2. The method of claim 1 , wherein the bores are formed in tubes.
3. The method of claim 1 , wherein the bores are circumferentially spaced apart.
4. The method of claim 1 , wherein the flowpath extends alternately upward and downward in respective successive ones of the bores.
5. The method of claim 1 , wherein the bores are formed through a structure which extends at least partially circumferentially about the mandrel.
6. The method of claim 1 , wherein the second fluid source comprises at least one of an interior longitudinal passage of a tubular string, and an annulus between the tubular string and a wellbore.
7. The method of claim 1 , wherein the second fluid enters the second end of the flowpath, but is prevented from flowing to the first end of the flowpath.
8. The method of claim 1 , wherein the well tool comprises a safety valve.

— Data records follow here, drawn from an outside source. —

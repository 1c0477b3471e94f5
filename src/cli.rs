use std::path::PathBuf;

use clap::{Parser, Subcommand};
use clap_complete::Shell;

use crate::models::{UserId, VideoId};

#[derive(Parser, Debug)]
#[command(name = "reelfeed")]
#[command(version)]
#[command(about = "Terminal client for a short-video feed with likes, comments and chat")]
pub struct Args {
    /// Config file (defaults to ./reelfeed.toml when present)
    #[arg(long, global = true)]
    pub config: Option<PathBuf>,

    /// API root, e.g. http://127.0.0.1:5000/api (overrides config and env)
    #[arg(long, global = true)]
    pub base_url: Option<String>,

    /// Log requests and state changes to stderr (-vv for trace)
    #[arg(short, long, global = true, action = clap::ArgAction::Count)]
    pub verbose: u8,

    #[command(subcommand)]
    pub command: Command,
}

#[derive(Subcommand, Debug, PartialEq)]
pub enum Command {
    /// Create an account
    Register {
        username: String,
        email: String,
        /// Read from REELFEED_PASSWORD when omitted, else prompted for with echo on
        #[arg(long)]
        password: Option<String>,
    },
    /// Sign in and remember the session
    Login {
        username: String,
        /// Read from REELFEED_PASSWORD when omitted, else prompted for with echo on
        #[arg(long)]
        password: Option<String>,
    },
    /// Forget the stored session
    Logout,
    /// Show who is signed in
    Whoami,
    /// Show your profile, or update the bio
    Profile {
        #[arg(long)]
        bio: Option<String>,
    },
    /// Upload a video file (16 MiB max by default)
    Upload {
        file: PathBuf,
        #[arg(long, short, default_value = "")]
        description: String,
    },
    /// Browse the feed
    Feed {
        /// Step through videos with single-letter commands
        #[arg(long, short)]
        interactive: bool,
    },
    Like { video: VideoId },
    Unlike { video: VideoId },
    /// List comments on a video
    Comments { video: VideoId },
    /// Comment on a video
    Comment { video: VideoId, text: String },
    /// Send a video to another user's chat
    Share { video: VideoId, receiver: UserId },
    #[command(subcommand)]
    Chat(ChatCommand),
    /// Print a shell completion script
    Completions { shell: Shell },
}

#[derive(Subcommand, Debug, PartialEq)]
pub enum ChatCommand {
    /// People you can chat with
    Users,
    /// Conversation with a user
    History { peer: UserId },
    Send { peer: UserId, text: String },
}
//! Feed state: the paginated list of videos, the viewing cursor, and
//! optimistic like/unlike with explicit reconciliation.
//!
//! ## Concurrency
//! The controller is driven from a single task. Methods take `&self` so that
//! several intents can be in progress at once (a prefetch while the user
//! likes a video); state sits behind a mutex that is never held across an
//! `.await`. Only one page fetch is ever outstanding: a second call while one
//! is in flight returns [`FetchOutcome::Skipped`] immediately instead of
//! queueing.
//!
//! ## Likes
//! `toggle_like` applies the change locally first (`Pending`), then settles
//! it as `Confirmed`, or according to [`LikeFailurePolicy`] as `RolledBack`
//! or `Unconfirmed`.

use std::sync::atomic::{AtomicBool, Ordering};
use std::sync::{Arc, Mutex, MutexGuard, PoisonError};

use tracing::{debug, info, warn};

use crate::comments::CommentThread;
use crate::config::{ClientConfig, LikeFailurePolicy};
use crate::error::{ClientError, Result};
use crate::models::{
    Ack, AddCommentResponse, CommentList, LikeResponse, LikeStatus, UserId, VideoId, VideoItem,
    VideoPage,
};
use crate::session::SessionHandle;

/// Backend operations the feed needs. Implemented by [`crate::api::ApiClient`].
#[allow(async_fn_in_trait)]
pub trait FeedApi {
    async fn fetch_page(&self, page: u32, limit: u32) -> Result<VideoPage>;
    async fn set_liked(&self, video: VideoId, liked: bool) -> Result<LikeResponse>;
    async fn comments(&self, video: VideoId) -> Result<CommentList>;
    async fn add_comment(&self, video: VideoId, text: &str) -> Result<AddCommentResponse>;
    async fn share(&self, video: VideoId, receiver: UserId) -> Result<Ack>;
}

#[derive(Debug, Clone, Copy, PartialEq, Eq)]
pub enum FetchOutcome {
    /// A page arrived; this many new videos were appended.
    Loaded(usize),
    /// Nothing more to fetch.
    Exhausted,
    /// Another fetch was already in flight; this call did nothing.
    Skipped,
}

// ---------------------------------------------------------------------------
// FeedState: pagination and cursor bookkeeping
// ---------------------------------------------------------------------------

#[derive(Debug, Clone, PartialEq)]
pub struct FeedState {
    /// Append-only across pages.
    pub items: Vec<VideoItem>,
    /// Index of the displayed video; `0` on an empty feed.
    pub cursor: usize,
    pub has_more: bool,
    /// 1-based page number the next fetch will request.
    pub next_page: u32,
    pub last_error: Option<String>,
}

impl Default for FeedState {
    fn default() -> Self {
        Self {
            items: Vec::new(),
            cursor: 0,
            has_more: true,
            next_page: 1,
            last_error: None,
        }
    }
}

impl FeedState {
    pub fn current(&self) -> Option<&VideoItem> {
        self.items.get(self.cursor)
    }

    pub fn len(&self) -> usize {
        self.items.len()
    }

    pub fn is_empty(&self) -> bool {
        self.items.is_empty()
    }

    /// Videos loaded after the cursor.
    pub fn remaining(&self) -> usize {
        self.items.len().saturating_sub(self.cursor + 1)
    }

    /// Something to move forward to, now or after the next fetch.
    pub fn has_next(&self) -> bool {
        self.remaining() > 0 || self.has_more
    }

    pub fn has_prev(&self) -> bool {
        self.cursor > 0
    }

    /// Append a page. Videos already present (the list shifted under offset
    /// pagination) are skipped. Returns how many were appended.
    pub fn apply_page(&mut self, page: VideoPage, page_size: u32) -> usize {
        if page.videos.is_empty() {
            self.has_more = false;
            return 0;
        }

        let full = page.videos.len() >= page_size as usize;
        self.has_more = page.more_flag().unwrap_or(true) && full;
        self.next_page += 1;

        let before = self.items.len();
        for video in page.videos {
            if !self.items.iter().any(|v| v.id == video.id) {
                self.items.push(video);
            }
        }
        self.items.len() - before
    }

    /// Move the cursor one step forward if a loaded video is there.
    pub fn step_forward(&mut self) -> bool {
        if self.cursor + 1 < self.items.len() {
            self.cursor += 1;
            true
        } else {
            false
        }
    }

    pub fn step_back(&mut self) -> bool {
        if self.cursor > 0 {
            self.cursor -= 1;
            true
        } else {
            false
        }
    }

    fn find_mut(&mut self, id: VideoId) -> Option<&mut VideoItem> {
        self.items.iter_mut().find(|v| v.id == id)
    }
}

// ---------------------------------------------------------------------------
// In-flight guard
// ---------------------------------------------------------------------------

/// Holds the page-fetch flag; releasing happens on drop so an error or a
/// dropped future cannot leave the feed stuck.
struct InFlight<'a>(&'a AtomicBool);

impl<'a> InFlight<'a> {
    fn acquire(flag: &'a AtomicBool) -> Option<Self> {
        flag.compare_exchange(false, true, Ordering::AcqRel, Ordering::Acquire)
            .ok()
            .map(|_| InFlight(flag))
    }
}

impl Drop for InFlight<'_> {
    fn drop(&mut self) {
        self.0.store(false, Ordering::Release);
    }
}

// ---------------------------------------------------------------------------
// FeedController
// ---------------------------------------------------------------------------

pub struct FeedController<A> {
    api: Arc<A>,
    session: SessionHandle,
    page_size: u32,
    prefetch_distance: usize,
    like_failure: LikeFailurePolicy,
    state: Mutex<FeedState>,
    fetching: AtomicBool,
}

9. The method of claim 1 , wherein a density of the first fluid is different from a density of the second fluid.
10. The method of claim 1 , wherein adjacent pairs of the bores are in communication with each other.
11. The method of claim 1 , further comprising increasing pressure in the well, thereby opening the bores to communication with the source of the second fluid.
12. The method of claim 1 , wherein the assembly comprises an electrical assembly.
13. The method of claim 1 , wherein the assembly comprises a mechanical assembly.
14. The method of claim 1 , wherein the flowpath includes a conduit, and wherein a line extends through the conduit into the chamber of the well tool.
15. The method of claim 1 , wherein the flowpath passes through at least one tube within at least one of the bores.Cited by (0)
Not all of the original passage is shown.